■ Brief: When you reach the line containing "the data folder" in the entries below, begin reproducing lines exactly, and stop once the line containing "pub const NOSOLOGY_DIRNAME: &str" is done.

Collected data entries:
-.-.-

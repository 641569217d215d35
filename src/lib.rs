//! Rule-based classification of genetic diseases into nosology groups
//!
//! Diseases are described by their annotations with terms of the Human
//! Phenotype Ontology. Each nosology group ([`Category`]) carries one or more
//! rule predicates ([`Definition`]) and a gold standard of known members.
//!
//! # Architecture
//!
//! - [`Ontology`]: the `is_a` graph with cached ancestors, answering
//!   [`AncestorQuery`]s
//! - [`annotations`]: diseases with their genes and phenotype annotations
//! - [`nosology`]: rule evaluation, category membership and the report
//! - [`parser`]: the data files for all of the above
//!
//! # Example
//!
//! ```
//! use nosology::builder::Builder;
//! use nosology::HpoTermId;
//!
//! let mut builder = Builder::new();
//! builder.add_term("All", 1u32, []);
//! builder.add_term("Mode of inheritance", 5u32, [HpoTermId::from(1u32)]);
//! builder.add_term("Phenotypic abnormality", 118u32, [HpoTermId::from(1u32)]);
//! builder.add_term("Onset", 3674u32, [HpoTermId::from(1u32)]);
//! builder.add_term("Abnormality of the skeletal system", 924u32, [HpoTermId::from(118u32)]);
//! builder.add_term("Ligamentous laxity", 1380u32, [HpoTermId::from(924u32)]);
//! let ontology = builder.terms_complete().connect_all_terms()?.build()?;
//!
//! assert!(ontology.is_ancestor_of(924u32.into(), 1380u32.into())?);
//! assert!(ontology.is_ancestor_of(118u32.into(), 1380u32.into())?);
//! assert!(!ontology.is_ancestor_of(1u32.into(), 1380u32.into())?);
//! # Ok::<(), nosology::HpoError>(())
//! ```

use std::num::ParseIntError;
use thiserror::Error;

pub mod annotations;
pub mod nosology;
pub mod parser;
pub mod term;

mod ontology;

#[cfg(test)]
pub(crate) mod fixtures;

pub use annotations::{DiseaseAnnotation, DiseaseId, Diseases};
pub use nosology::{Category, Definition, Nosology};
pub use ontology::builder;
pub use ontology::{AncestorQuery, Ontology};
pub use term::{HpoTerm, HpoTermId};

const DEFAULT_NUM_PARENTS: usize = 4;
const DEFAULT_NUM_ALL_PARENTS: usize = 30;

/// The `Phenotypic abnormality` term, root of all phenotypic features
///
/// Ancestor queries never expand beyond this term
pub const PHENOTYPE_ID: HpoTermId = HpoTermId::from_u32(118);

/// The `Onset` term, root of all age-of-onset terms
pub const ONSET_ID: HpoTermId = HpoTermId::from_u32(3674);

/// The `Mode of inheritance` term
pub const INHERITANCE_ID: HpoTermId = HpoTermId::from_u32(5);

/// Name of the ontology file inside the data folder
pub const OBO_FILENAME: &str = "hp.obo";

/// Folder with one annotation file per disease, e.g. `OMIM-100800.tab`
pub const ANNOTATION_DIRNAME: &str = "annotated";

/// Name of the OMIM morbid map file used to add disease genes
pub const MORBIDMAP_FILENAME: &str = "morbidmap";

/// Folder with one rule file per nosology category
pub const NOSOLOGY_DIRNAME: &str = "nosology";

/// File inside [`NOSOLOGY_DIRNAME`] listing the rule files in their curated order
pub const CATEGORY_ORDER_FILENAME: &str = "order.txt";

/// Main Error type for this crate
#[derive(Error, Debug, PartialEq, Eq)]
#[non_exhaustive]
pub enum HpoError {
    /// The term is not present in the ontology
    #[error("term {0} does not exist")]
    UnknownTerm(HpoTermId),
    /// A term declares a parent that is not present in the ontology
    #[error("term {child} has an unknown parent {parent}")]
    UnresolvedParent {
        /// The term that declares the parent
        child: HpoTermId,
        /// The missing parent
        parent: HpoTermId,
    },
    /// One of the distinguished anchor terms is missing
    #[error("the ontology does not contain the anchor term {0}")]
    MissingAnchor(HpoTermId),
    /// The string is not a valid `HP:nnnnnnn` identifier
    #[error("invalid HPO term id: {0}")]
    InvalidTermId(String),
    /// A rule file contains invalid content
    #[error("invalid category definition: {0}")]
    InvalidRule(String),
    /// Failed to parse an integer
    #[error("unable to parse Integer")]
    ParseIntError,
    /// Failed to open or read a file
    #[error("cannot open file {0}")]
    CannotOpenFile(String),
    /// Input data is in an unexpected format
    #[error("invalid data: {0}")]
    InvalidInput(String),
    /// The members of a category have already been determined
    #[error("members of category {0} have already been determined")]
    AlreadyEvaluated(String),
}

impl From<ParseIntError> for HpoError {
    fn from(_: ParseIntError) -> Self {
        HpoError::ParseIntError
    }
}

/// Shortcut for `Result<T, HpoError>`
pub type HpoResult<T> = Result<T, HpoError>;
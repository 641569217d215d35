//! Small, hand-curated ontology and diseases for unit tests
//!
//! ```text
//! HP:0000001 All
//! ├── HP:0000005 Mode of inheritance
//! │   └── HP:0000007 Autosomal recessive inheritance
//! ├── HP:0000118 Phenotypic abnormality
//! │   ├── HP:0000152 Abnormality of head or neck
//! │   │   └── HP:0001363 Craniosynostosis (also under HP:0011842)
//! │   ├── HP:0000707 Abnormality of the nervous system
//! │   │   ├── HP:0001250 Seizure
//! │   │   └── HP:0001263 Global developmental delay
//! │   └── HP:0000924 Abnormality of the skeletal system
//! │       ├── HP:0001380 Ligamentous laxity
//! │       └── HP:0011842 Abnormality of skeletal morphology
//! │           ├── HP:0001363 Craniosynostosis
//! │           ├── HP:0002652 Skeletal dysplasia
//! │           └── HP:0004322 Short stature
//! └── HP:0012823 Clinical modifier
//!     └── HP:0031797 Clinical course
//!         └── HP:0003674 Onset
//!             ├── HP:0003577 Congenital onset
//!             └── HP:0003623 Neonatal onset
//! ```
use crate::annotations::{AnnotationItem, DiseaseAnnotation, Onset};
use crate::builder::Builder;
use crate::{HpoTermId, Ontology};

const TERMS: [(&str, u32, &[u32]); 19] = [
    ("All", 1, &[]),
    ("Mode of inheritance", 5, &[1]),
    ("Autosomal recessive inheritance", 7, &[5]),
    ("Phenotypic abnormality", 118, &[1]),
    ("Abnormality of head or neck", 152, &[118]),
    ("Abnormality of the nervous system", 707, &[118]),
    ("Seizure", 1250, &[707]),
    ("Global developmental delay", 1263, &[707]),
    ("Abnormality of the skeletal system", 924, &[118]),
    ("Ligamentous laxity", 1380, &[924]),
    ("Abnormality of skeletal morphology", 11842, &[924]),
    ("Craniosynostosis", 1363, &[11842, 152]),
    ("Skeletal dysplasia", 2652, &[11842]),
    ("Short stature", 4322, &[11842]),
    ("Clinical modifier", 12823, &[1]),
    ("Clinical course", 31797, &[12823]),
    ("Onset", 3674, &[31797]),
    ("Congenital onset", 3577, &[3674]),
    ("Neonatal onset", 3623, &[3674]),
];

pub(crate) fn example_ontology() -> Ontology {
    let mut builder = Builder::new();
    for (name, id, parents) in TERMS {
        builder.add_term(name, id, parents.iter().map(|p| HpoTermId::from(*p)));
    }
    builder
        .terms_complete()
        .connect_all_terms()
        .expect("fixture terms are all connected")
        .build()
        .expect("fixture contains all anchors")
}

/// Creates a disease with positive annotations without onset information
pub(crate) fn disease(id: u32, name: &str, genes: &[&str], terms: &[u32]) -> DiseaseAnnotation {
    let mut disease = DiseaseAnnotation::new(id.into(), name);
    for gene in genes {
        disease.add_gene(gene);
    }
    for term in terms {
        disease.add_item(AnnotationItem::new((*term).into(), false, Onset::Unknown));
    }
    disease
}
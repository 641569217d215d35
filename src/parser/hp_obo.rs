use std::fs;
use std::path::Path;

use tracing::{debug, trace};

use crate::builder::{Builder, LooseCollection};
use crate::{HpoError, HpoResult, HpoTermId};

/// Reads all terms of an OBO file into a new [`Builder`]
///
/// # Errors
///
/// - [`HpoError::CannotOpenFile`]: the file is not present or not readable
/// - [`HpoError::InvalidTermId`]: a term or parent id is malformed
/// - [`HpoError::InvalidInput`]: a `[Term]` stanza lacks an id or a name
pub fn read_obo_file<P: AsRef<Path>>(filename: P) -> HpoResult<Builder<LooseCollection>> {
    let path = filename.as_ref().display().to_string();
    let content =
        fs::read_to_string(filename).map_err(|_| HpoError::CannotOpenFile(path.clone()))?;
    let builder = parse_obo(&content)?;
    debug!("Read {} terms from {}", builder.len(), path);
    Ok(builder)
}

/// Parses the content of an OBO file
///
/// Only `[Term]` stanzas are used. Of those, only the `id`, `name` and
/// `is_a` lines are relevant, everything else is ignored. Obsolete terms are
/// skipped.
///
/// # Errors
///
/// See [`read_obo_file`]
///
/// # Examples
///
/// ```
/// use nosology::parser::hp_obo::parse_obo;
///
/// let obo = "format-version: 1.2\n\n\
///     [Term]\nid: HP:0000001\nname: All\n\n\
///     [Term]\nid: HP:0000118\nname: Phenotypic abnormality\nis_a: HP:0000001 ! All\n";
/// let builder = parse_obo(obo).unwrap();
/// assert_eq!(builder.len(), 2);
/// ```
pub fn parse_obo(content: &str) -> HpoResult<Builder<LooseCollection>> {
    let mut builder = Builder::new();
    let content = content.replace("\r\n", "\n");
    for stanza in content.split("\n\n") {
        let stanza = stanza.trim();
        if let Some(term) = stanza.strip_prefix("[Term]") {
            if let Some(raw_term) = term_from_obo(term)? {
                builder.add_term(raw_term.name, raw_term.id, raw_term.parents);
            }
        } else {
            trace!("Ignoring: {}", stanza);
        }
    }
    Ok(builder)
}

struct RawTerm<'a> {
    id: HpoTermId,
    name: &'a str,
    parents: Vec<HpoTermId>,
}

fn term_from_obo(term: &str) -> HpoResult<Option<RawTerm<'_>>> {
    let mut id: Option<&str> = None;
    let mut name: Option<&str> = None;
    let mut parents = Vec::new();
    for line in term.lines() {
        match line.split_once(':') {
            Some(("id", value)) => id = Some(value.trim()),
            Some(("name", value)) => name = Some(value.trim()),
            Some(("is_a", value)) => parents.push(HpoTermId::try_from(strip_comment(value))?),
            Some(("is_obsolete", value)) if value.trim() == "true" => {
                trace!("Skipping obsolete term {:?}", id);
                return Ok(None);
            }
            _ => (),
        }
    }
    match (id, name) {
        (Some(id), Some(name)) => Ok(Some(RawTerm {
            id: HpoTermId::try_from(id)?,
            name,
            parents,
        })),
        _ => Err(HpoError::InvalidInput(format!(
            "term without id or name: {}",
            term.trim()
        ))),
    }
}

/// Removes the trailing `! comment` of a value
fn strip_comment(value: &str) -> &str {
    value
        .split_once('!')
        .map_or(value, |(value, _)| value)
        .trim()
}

-.-.-

■ Your solution:
/// Name of the ontology file inside the data folder
pub const OBO_FILENAME: &str = "hp.obo";

/// Folder with one annotation file per disease, e.g. `OMIM-100800.tab`
pub const ANNOTATION_DIRNAME: &str = "annotated";

/// Name of the OMIM morbid map file used to add disease genes
pub const MORBIDMAP_FILENAME: &str = "morbidmap";

/// Folder with one rule file per nosology category
pub const NOSOLOGY_DIRNAME: &str = "nosology";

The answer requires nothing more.